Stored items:
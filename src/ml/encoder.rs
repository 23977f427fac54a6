// ============================================================
// Layer 5 — Encoder Adapter
// ============================================================
// The model core talks to its text encoder through two traits:
//
//   EncoderAdapter — forward pass returning every layer's token
//                    states plus an optional native sentence
//                    embedding; layer count; pad-token id.
//   EncoderParams  — splits the encoder's gradients into groups
//                    (embeddings, one per block, pooler) so the
//                    freeze schedule and layer-wise learning
//                    rates can decide which groups get updated.
//
// TransformerEncoder is the built-in BERT-style implementation:
//   token + position embeddings → LayerNorm → dropout
//   N post-norm self-attention blocks (padding masked)
//   pooler: tanh(Linear(h[:, 0]))  → native sentence embedding
//
// all_layers[0] is the embedding output, all_layers[i] the
// output of block i, so num_layers() == blocks + 1.
//
// Reference: Devlin et al. (2019) BERT

use burn::{
    nn::{
        attention::{MhaInput, MultiHeadAttention, MultiHeadAttentionConfig},
        Dropout, DropoutConfig,
        Embedding, EmbeddingConfig,
        LayerNorm, LayerNormConfig,
        Linear, LinearConfig,
    },
    optim::GradientsParams,
    prelude::*,
    tensor::{activation, backend::AutodiffBackend},
};

use crate::domain::{
    error::{ModelError, ModelResult},
    hparams::EncoderSpec,
};

/// Encoder families this build knows how to construct.
pub const ENCODER_FAMILIES: &[&str] = &["transformer"];

// ─── EncoderOutput ────────────────────────────────────────────────────────────
pub struct EncoderOutput<B: Backend> {
    /// One [batch, seq_len, hidden] tensor per layer, embeddings first.
    pub all_layers: Vec<Tensor<B, 3>>,
    /// [batch, hidden], for encoders that define one.
    pub sentemb: Option<Tensor<B, 2>>,
}

// ─── Capability traits ────────────────────────────────────────────────────────
pub trait EncoderAdapter<B: Backend> {
    fn forward(
        &self,
        input_ids:      Tensor<B, 2, Int>,
        attention_mask: Tensor<B, 2, Int>,
    ) -> EncoderOutput<B>;

    /// Number of entries in `EncoderOutput::all_layers`.
    fn num_layers(&self) -> usize;

    fn pad_token_id(&self) -> u32;
}

/// Gradients of one encoder, grouped bottom to top.
pub struct EncoderGrads {
    pub embeddings: GradientsParams,
    /// One entry per block, in depth order.
    pub blocks:     Vec<GradientsParams>,
    pub pooler:     GradientsParams,
}

pub trait EncoderParams<B: AutodiffBackend> {
    /// Moves this encoder's gradients out of `grads`.
    fn grouped_gradients(&self, grads: &mut B::Gradients) -> EncoderGrads;
}

// ─── Configuration ────────────────────────────────────────────────────────────
#[derive(Config, Debug)]
pub struct TransformerEncoderConfig {
    pub vocab_size:   usize,
    pub max_seq_len:  usize,
    pub d_model:      usize,
    pub num_heads:    usize,
    pub num_layers:   usize,
    pub d_ff:         usize,
    pub pad_token_id: usize,
    #[config(default = 0.1)]
    pub dropout:      f64,
}

impl TransformerEncoderConfig {
    /// Resolve an encoder family name and architecture into a config.
    pub fn from_spec(family: &str, spec: &EncoderSpec, dropout: f64) -> ModelResult<Self> {
        if !ENCODER_FAMILIES.contains(&family.to_ascii_lowercase().as_str()) {
            return Err(ModelError::InvalidConfiguration(format!(
                "unknown encoder model '{family}' (available: {})",
                ENCODER_FAMILIES.join(", ")
            )));
        }
        Ok(Self::new(
            spec.vocab_size, spec.max_seq_len, spec.d_model,
            spec.num_heads, spec.num_layers, spec.d_ff,
            spec.pad_token_id as usize,
        )
        .with_dropout(dropout))
    }

    pub fn init<B: Backend>(&self, device: &B::Device) -> TransformerEncoder<B> {
        let embeddings = EncoderEmbeddings {
            token:    EmbeddingConfig::new(self.vocab_size, self.d_model).init(device),
            position: EmbeddingConfig::new(self.max_seq_len, self.d_model).init(device),
            norm:     LayerNormConfig::new(self.d_model).init(device),
            dropout:  DropoutConfig::new(self.dropout).init(),
        };
        let layers: Vec<EncoderBlock<B>> = (0..self.num_layers)
            .map(|_| self.build_encoder_block(device))
            .collect();
        let pooler = LinearConfig::new(self.d_model, self.d_model).init(device);
        TransformerEncoder {
            embeddings, layers, pooler,
            pad_token_id: self.pad_token_id,
            max_seq_len:  self.max_seq_len,
        }
    }

    fn build_encoder_block<B: Backend>(&self, device: &B::Device) -> EncoderBlock<B> {
        let self_attn   = MultiHeadAttentionConfig::new(self.d_model, self.num_heads)
            .with_dropout(self.dropout)
            .init(device);
        let ffn_linear1 = LinearConfig::new(self.d_model, self.d_ff).init(device);
        let ffn_linear2 = LinearConfig::new(self.d_ff, self.d_model).init(device);
        let norm1   = LayerNormConfig::new(self.d_model).init(device);
        let norm2   = LayerNormConfig::new(self.d_model).init(device);
        let dropout = DropoutConfig::new(self.dropout).init();
        EncoderBlock { self_attn, ffn_linear1, ffn_linear2, norm1, norm2, dropout }
    }
}

// ─── Modules ──────────────────────────────────────────────────────────────────
#[derive(Module, Debug)]
pub struct EncoderEmbeddings<B: Backend> {
    pub token:    Embedding<B>,
    pub position: Embedding<B>,
    pub norm:     LayerNorm<B>,
    pub dropout:  Dropout,
}

impl<B: Backend> EncoderEmbeddings<B> {
    pub fn forward(&self, input_ids: Tensor<B, 2, Int>) -> Tensor<B, 3> {
        let [_, seq_len] = input_ids.dims();
        let tok_emb = self.token.forward(input_ids);

        // [1, seq_len] positions, broadcast over the batch on addition.
        let positions = Tensor::<B, 1, Int>::arange(0..seq_len as i64, &tok_emb.device())
            .unsqueeze::<2>();
        let pos_emb = self.position.forward(positions);

        self.dropout.forward(self.norm.forward(tok_emb + pos_emb))
    }
}

#[derive(Module, Debug)]
pub struct EncoderBlock<B: Backend> {
    pub self_attn:   MultiHeadAttention<B>,
    pub ffn_linear1: Linear<B>,
    pub ffn_linear2: Linear<B>,
    pub norm1:       LayerNorm<B>,
    pub norm2:       LayerNorm<B>,
    pub dropout:     Dropout,
}

impl<B: Backend> EncoderBlock<B> {
    /// `mask_pad`: [batch, seq_len], true at padding positions.
    pub fn forward(&self, x: Tensor<B, 3>, mask_pad: Tensor<B, 2, Bool>) -> Tensor<B, 3> {
        let attn_input  = MhaInput::self_attn(x.clone()).mask_pad(mask_pad);
        let attn_output = self.self_attn.forward(attn_input).context;
        let x = self.norm1.forward(x + self.dropout.forward(attn_output));
        let ffn_out = self.ffn_linear2.forward(
            activation::gelu(self.ffn_linear1.forward(x.clone()))
        );
        self.norm2.forward(x + self.dropout.forward(ffn_out))
    }
}

#[derive(Module, Debug)]
pub struct TransformerEncoder<B: Backend> {
    pub embeddings:   EncoderEmbeddings<B>,
    pub layers:       Vec<EncoderBlock<B>>,
    pub pooler:       Linear<B>,
    pub pad_token_id: usize,
    pub max_seq_len:  usize,
}

impl<B: Backend> EncoderAdapter<B> for TransformerEncoder<B> {
    fn forward(
        &self,
        input_ids:      Tensor<B, 2, Int>,
        attention_mask: Tensor<B, 2, Int>,
    ) -> EncoderOutput<B> {
        let [batch_size, _] = input_ids.dims();
        let mask_pad = attention_mask.equal_elem(0);

        let mut x = self.embeddings.forward(input_ids);
        let [_, _, d_model] = x.dims();

        let mut all_layers = Vec::with_capacity(self.layers.len() + 1);
        all_layers.push(x.clone());
        for layer in &self.layers {
            x = layer.forward(x, mask_pad.clone());
            all_layers.push(x.clone());
        }

        let first = x
            .slice([0..batch_size, 0..1, 0..d_model])
            .reshape([batch_size, d_model]);
        let sentemb = activation::tanh(self.pooler.forward(first));

        EncoderOutput { all_layers, sentemb: Some(sentemb) }
    }

    fn num_layers(&self) -> usize {
        self.layers.len() + 1
    }

    fn pad_token_id(&self) -> u32 {
        self.pad_token_id as u32
    }
}

impl<B: AutodiffBackend> EncoderParams<B> for TransformerEncoder<B> {
    fn grouped_gradients(&self, grads: &mut B::Gradients) -> EncoderGrads {
        EncoderGrads {
            embeddings: GradientsParams::from_module(grads, &self.embeddings),
            blocks: self
                .layers
                .iter()
                .map(|layer| GradientsParams::from_module(grads, layer))
                .collect(),
            pooler: GradientsParams::from_module(grads, &self.pooler),
        }
    }
}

WORK INSTRUCTIONS —
Transcribe the records above exactly, from the opening line down to and including the line with "TransformerEncoder is the".

REPLY TO THE EXERCISE —
filename src/ml/encoder.rs
repository 23977f427fac54a6
// ============================================================
// Layer 5 — Encoder Adapter
// ============================================================
// The model core talks to its text encoder through two traits:
//
//   EncoderAdapter — forward pass returning every layer's token
//                    states plus an optional native sentence
//                    embedding; layer count; pad-token id.
//   EncoderParams  — splits the encoder's gradients into groups
//                    (embeddings, one per block, pooler) so the
//                    freeze schedule and layer-wise learning
//                    rates can decide which groups get updated.
//
// TransformerEncoder is the built-in BERT-style implementation:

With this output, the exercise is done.